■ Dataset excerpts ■
= = = = =

//
// μDCN MTU Prediction History
//
// Bounded log of every MTU decision, readable from a status surface while the
// control loop keeps appending.
//

use std::collections::VecDeque;
use std::fs::File;
use std::io::{BufWriter, Write};
use std::path::Path;
use std::time::{SystemTime, UNIX_EPOCH};

use parking_lot::RwLock;
use serde::{Deserialize, Serialize};
use tracing::info;

use crate::error::Result;
use crate::ml::features::FeatureVector;

/// Default number of records kept
pub const DEFAULT_HISTORY_CAPACITY: usize = 1000;

/// Model output stored with each record
#[derive(Debug, Clone, PartialEq, Serialize, Deserialize)]
pub struct PredictionOutput {
    pub predicted_mtu: usize,

    #[serde(default, skip_serializing_if = "Option::is_none")]
    pub raw_prediction: Option<f64>,
}

/// One MTU decision. Serializes to the export format directly.
#[derive(Debug, Clone, PartialEq, Serialize, Deserialize)]
pub struct PredictionRecord {
    /// Seconds since the Unix epoch
    pub timestamp: f64,

    /// The features as supplied by the caller
    pub inputs: FeatureVector,

    pub output: PredictionOutput,

    pub is_override: bool,

    #[serde(default, skip_serializing_if = "Option::is_none")]
    pub inference_time_ms: Option<f64>,
}

impl PredictionRecord {
    /// Create a record stamped with the current time
    pub fn new(
        inputs: FeatureVector,
        predicted_mtu: usize,
        raw_prediction: Option<f64>,
        inference_time_ms: Option<f64>,
        is_override: bool,
    ) -> Self {
        let timestamp = SystemTime::now()
            .duration_since(UNIX_EPOCH)
            .unwrap_or_default()
            .as_secs_f64();

        Self {
            timestamp,
            inputs,
            output: PredictionOutput { predicted_mtu, raw_prediction },
            is_override,
            inference_time_ms,
        }
    }

    pub fn predicted_mtu(&self) -> usize {
        self.output.predicted_mtu
    }
}

/// Bounded FIFO of prediction records
#[derive(Debug)]
pub struct PredictionHistory {
    records: RwLock<VecDeque<PredictionRecord>>,
    capacity: usize,
}

impl PredictionHistory {
    pub fn new(capacity: usize) -> Self {
        let capacity = capacity.max(1);
        Self {
            records: RwLock::new(VecDeque::with_capacity(capacity)),
            capacity,
        }
    }

    pub fn capacity(&self) -> usize {
        self.capacity
    }

    /// Append a record, evicting the oldest once full
    pub fn record(&self, record: PredictionRecord) {
        let mut records = self.records.write();
        if records.len() >= self.capacity {
            records.pop_front();
        }
        records.push_back(record);
    }

    /// The most recent `limit` records (all when `None`), oldest first
    pub fn recent(&self, limit: Option<usize>) -> Vec<PredictionRecord> {
        let records = self.records.read();
        let skip = match limit {
            Some(limit) if limit < records.len() => records.len() - limit,
            _ => 0,
        };
        records.iter().skip(skip).cloned().collect()
    }

    pub fn last(&self) -> Option<PredictionRecord> {
        self.records.read().back().cloned()
    }

    pub fn len(&self) -> usize {
        self.records.read().len()
    }

    pub fn is_empty(&self) -> bool {
        self.records.read().is_empty()
    }

    /// Write the full history to `path` as a JSON array. Returns the number
    /// of records written.
    pub fn export(&self, path: &Path) -> Result<usize> {
        // Snapshot first so no file I/O happens under the lock
        let snapshot = self.recent(None);

        let mut writer = BufWriter::new(File::create(path)?);
        serde_json::to_writer_pretty(&mut writer, &snapshot)?;
        writer.flush()?;

        info!(path = %path.display(), records = snapshot.len(), "exported prediction history");
        Ok(snapshot.len())
    }
}

impl Default for PredictionHistory {
    fn default() -> Self {
        Self::new(DEFAULT_HISTORY_CAPACITY)
    }
}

= = = = =

■ TASK STATEMENT ■
What you give back must be the stretch above, starting at the line with "pub struct PredictionRecord" and ending at the line with "pub fn predicted_mtu(&self)", copied exactly.

■ TASK ANSWER ■
pub struct PredictionRecord {
    /// Seconds since the Unix epoch
    pub timestamp: f64,

    /// The features as supplied by the caller
    pub inputs: FeatureVector,

    pub output: PredictionOutput,

    pub is_override: bool,

    #[serde(default, skip_serializing_if = "Option::is_none")]
    pub inference_time_ms: Option<f64>,
}

impl PredictionRecord {
    /// Create a record stamped with the current time
    pub fn new(
        inputs: FeatureVector,
        predicted_mtu: usize,
        raw_prediction: Option<f64>,
        inference_time_ms: Option<f64>,
        is_override: bool,
    ) -> Self {
        let timestamp = SystemTime::now()
            .duration_since(UNIX_EPOCH)
            .unwrap_or_default()
            .as_secs_f64();

        Self {
            timestamp,
            inputs,
            output: PredictionOutput { predicted_mtu, raw_prediction },
            is_override,
            inference_time_ms,
        }
    }

    pub fn predicted_mtu(&self) -> usize {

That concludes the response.